→ **WORK TO BE COMPLETED**:
Copy every line of the data that includes the string "CssDeclaration".

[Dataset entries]
▬▬▬▬▬▬▬▬▬▬

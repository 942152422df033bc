//! CssRuleNormalizer - raw rule tree → flat `CssRule` list
//!
//! Declarations attach to the current selector scope (`&` at the top), rule
//! nodes open a nested scope and at-rule nodes push onto the at-rule stack.
//! Rules with identical selector and at-rule stack are merged; the merged rule
//! keeps the position where that identity was first seen.
//!
//! Known limitation: a declaration whose text starts with a lone slot
//! placeholder followed by more text (`__SLOT_0__ color: red`) is split into
//! a composition declaration and the remaining declaration. This undoes one
//! upstream pre-parser's habit of gluing a mixin interpolation onto the next
//! declaration. Other merged shapes are not recovered.

use indexmap::IndexMap;
use lazy_static::lazy_static;
use regex::Regex;
use tracing::debug;

use crate::features::normalization::domain::{NormalizedRules, RawNode};
use crate::shared::models::slot::{
    component_placeholder, leading_slot_placeholder, parse_slot_placeholder, split_placeholders,
};
use crate::shared::models::{CssDeclaration, CssRule, CssValue, SlotTable};
use crate::shared::utils::css_value::{split_commas, split_top_level, strip_important};

lazy_static! {
    static ref DECLARATION_RE: Regex =
        Regex::new(r"^\s*(-{0,2}[A-Za-z_][-\w]*)\s*:\s*([\s\S]*?)\s*;?\s*$").unwrap();
    static ref SELECTOR_SLOT_RE: Regex = Regex::new(r"__SLOT_(\d+)__").unwrap();
    static ref SELF_RUN_RE: Regex = Regex::new(r"&{2,}").unwrap();
}

type RuleIdentity = (String, Vec<String>);

#[derive(Debug, Default, Clone, Copy)]
pub struct CssRuleNormalizer;

impl CssRuleNormalizer {
    pub fn new() -> Self {
        Self
    }

    /// Flatten a raw rule tree
    pub fn normalize(&self, nodes: &[RawNode], slots: &SlotTable) -> NormalizedRules {
        let mut acc = RuleAccumulator::default();
        self.walk(nodes, "&", &[], slots, &mut acc);
        acc.finish()
    }

    fn walk(
        &self,
        nodes: &[RawNode],
        scope: &str,
        at_rules: &[String],
        slots: &SlotTable,
        acc: &mut RuleAccumulator,
    ) {
        for node in nodes {
            match node {
                RawNode::Declaration { text } => {
                    for piece in split_top_level(text, |c| c == ';') {
                        match parse_declaration_text(&piece) {
                            Some(decls) => acc.push(scope, at_rules, decls),
                            None => {
                                debug!(text = %piece, "dropping unmatched declaration text");
                                acc.dropped.push(piece);
                            }
                        }
                    }
                }
                RawNode::Rule { selector, children } => {
                    let selector = normalize_selector(selector, slots);
                    let nested = if selector.is_empty() {
                        scope.to_string()
                    } else {
                        nest_selector(scope, &selector)
                    };
                    self.walk(children, &nested, at_rules, slots, acc);
                }
                RawNode::AtRule {
                    name,
                    params,
                    children,
                } => {
                    let mut stack = at_rules.to_vec();
                    stack.push(at_rule_prelude(name, params));
                    self.walk(children, scope, &stack, slots, acc);
                }
            }
        }
    }
}

#[derive(Default)]
struct RuleAccumulator {
    rules: IndexMap<RuleIdentity, Vec<CssDeclaration>>,
    dropped: Vec<String>,
}

impl RuleAccumulator {
    fn push(&mut self, selector: &str, at_rules: &[String], decls: Vec<CssDeclaration>) {
        self.rules
            .entry((selector.to_string(), at_rules.to_vec()))
            .or_default()
            .extend(decls);
    }

    fn finish(self) -> NormalizedRules {
        let rules = self
            .rules
            .into_iter()
            .filter(|(_, decls)| !decls.is_empty())
            .map(|((selector, at_rules), declarations)| CssRule {
                selector,
                at_rules,
                declarations,
            })
            .collect();
        NormalizedRules {
            rules,
            dropped: self.dropped,
        }
    }
}

/// `@media (x)`; `name` may or may not carry its `@`
fn at_rule_prelude(name: &str, params: &str) -> String {
    let name = name.trim().trim_start_matches('@');
    let params = params.split_whitespace().collect::<Vec<_>>().join(" ");
    if params.is_empty() {
        format!("@{}", name)
    } else {
        format!("@{} {}", name, params)
    }
}

// ═══════════════════════════════════════════════════════════════════════════
// Declarations
// ═══════════════════════════════════════════════════════════════════════════

/// Parse one declaration's text; `None` when it matches no known shape
pub fn parse_declaration_text(text: &str) -> Option<Vec<CssDeclaration>> {
    let text = text.trim().trim_end_matches(';').trim();
    if text.is_empty() {
        return None;
    }

    if let Some(slot) = parse_slot_placeholder(text) {
        return Some(vec![CssDeclaration::composition(slot)]);
    }

    if let Some((slot, len)) = leading_slot_placeholder(text) {
        let rest = text[len..].trim();
        if !rest.starts_with(':') {
            let mut out = vec![CssDeclaration::composition(slot)];
            out.extend(parse_declaration_text(rest)?);
            return Some(out);
        }
        // interpolated property name
        return None;
    }

    let caps = DECLARATION_RE.captures(text)?;
    let property = caps[1].to_string();
    let raw_value = caps[2].trim().to_string();
    if raw_value.is_empty() {
        return None;
    }
    let (value_text, important) = strip_important(&raw_value);
    let value = CssValue::from_parts(split_placeholders(&value_text));

    let property = if property.starts_with("--") {
        property
    } else {
        property.to_ascii_lowercase()
    };
    Some(vec![CssDeclaration {
        property,
        value,
        important,
        raw_value,
    }])
}

// ═══════════════════════════════════════════════════════════════════════════
// Selectors
// ═══════════════════════════════════════════════════════════════════════════

/// Normalize one selector as written in a rule node:
/// identifier slots become component references, `&&` collapses to `&`,
/// combinators get single spaces.
pub fn normalize_selector(selector: &str, slots: &SlotTable) -> String {
    let with_components = SELECTOR_SLOT_RE.replace_all(selector, |caps: &regex::Captures| {
        let component = caps[1]
            .parse::<usize>()
            .ok()
            .and_then(|index| slots.get(index))
            .and_then(|slot| slot.as_identifier());
        match component {
            Some(name) => component_placeholder(name),
            None => caps[0].to_string(),
        }
    });
    let collapsed = SELF_RUN_RE.replace_all(&with_components, "&");
    split_commas(&collapsed)
        .iter()
        .map(|part| space_combinators(part))
        .collect::<Vec<_>>()
        .join(", ")
}

/// Single spaces around top-level `>`, `+`, `~`; runs of whitespace collapsed
fn space_combinators(selector: &str) -> String {
    let mut out = String::with_capacity(selector.len() + 4);
    let mut depth = 0usize;
    let mut quote: Option<char> = None;
    for c in selector.chars() {
        if let Some(q) = quote {
            out.push(c);
            if c == q {
                quote = None;
            }
            continue;
        }
        match c {
            '"' | '\'' => {
                quote = Some(c);
                out.push(c);
            }
            '(' | '[' => {
                depth += 1;
                out.push(c);
            }
            ')' | ']' => {
                depth = depth.saturating_sub(1);
                out.push(c);
            }
            '>' | '+' | '~' if depth == 0 => {
                out.push(' ');
                out.push(c);
                out.push(' ');
            }
            c if c.is_whitespace() && depth == 0 => out.push(' '),
            c => out.push(c),
        }
    }
    out.split(' ')
        .filter(|s| !s.is_empty())
        .collect::<Vec<_>>()
        .join(" ")
}

/// Combine a parent scope with a nested selector. Parts without `&` are
/// descendants of the parent; comma groups expand to every pairing.
pub fn nest_selector(parent: &str, child: &str) -> String {
    let parents = split_commas(parent);
    let mut out = Vec::new();
    for child_part in split_commas(child) {
        for parent_part in &parents {
            let combined = if child_part.contains('&') {
                child_part.replace('&', parent_part)
            } else {
                format!("{} {}", parent_part, child_part)
            };
            let combined = SELF_RUN_RE.replace_all(&combined, "&").into_owned();
            if !out.contains(&combined) {
                out.push(combined);
            }
        }
    }
    out.join(", ")
}

// ═══════════════════════════════════════════════════════════════════════════
// Flatten back
// ═══════════════════════════════════════════════════════════════════════════

/// Render flat rules back into a raw tree; normalizing the result yields the
/// same rules
pub fn to_raw_nodes(rules: &[CssRule]) -> Vec<RawNode> {
    rules
        .iter()
        .flat_map(|rule| {
            let declarations: Vec<RawNode> = rule
                .declarations
                .iter()
                .map(|decl| RawNode::declaration(raw_declaration_text(decl)))
                .collect();
            let mut nodes = if rule.selector == "&" {
                declarations
            } else {
                vec![RawNode::rule(rule.selector.clone(), declarations)]
            };
            for prelude in rule.at_rules.iter().rev() {
                let body = prelude.trim_start_matches('@');
                let (name, params) = body.split_once(' ').unwrap_or((body, ""));
                nodes = vec![RawNode::at_rule(name, params, nodes)];
            }
            nodes
        })
        .collect()
}

fn raw_declaration_text(decl: &CssDeclaration) -> String {
    if decl.is_composition() {
        decl.value.to_template_text()
    } else {
        format!("{}: {}", decl.property, decl.raw_value)
    }
}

▬▬▬▬▬▬▬▬▬▬

→ **REPLY TO THE EXERCISE**:
use crate::shared::models::{CssDeclaration, CssRule, CssValue, SlotTable};
    rules: IndexMap<RuleIdentity, Vec<CssDeclaration>>,
    fn push(&mut self, selector: &str, at_rules: &[String], decls: Vec<CssDeclaration>) {
pub fn parse_declaration_text(text: &str) -> Option<Vec<CssDeclaration>> {
        return Some(vec![CssDeclaration::composition(slot)]);
            let mut out = vec![CssDeclaration::composition(slot)];
    Some(vec![CssDeclaration {
fn raw_declaration_text(decl: &CssDeclaration) -> String {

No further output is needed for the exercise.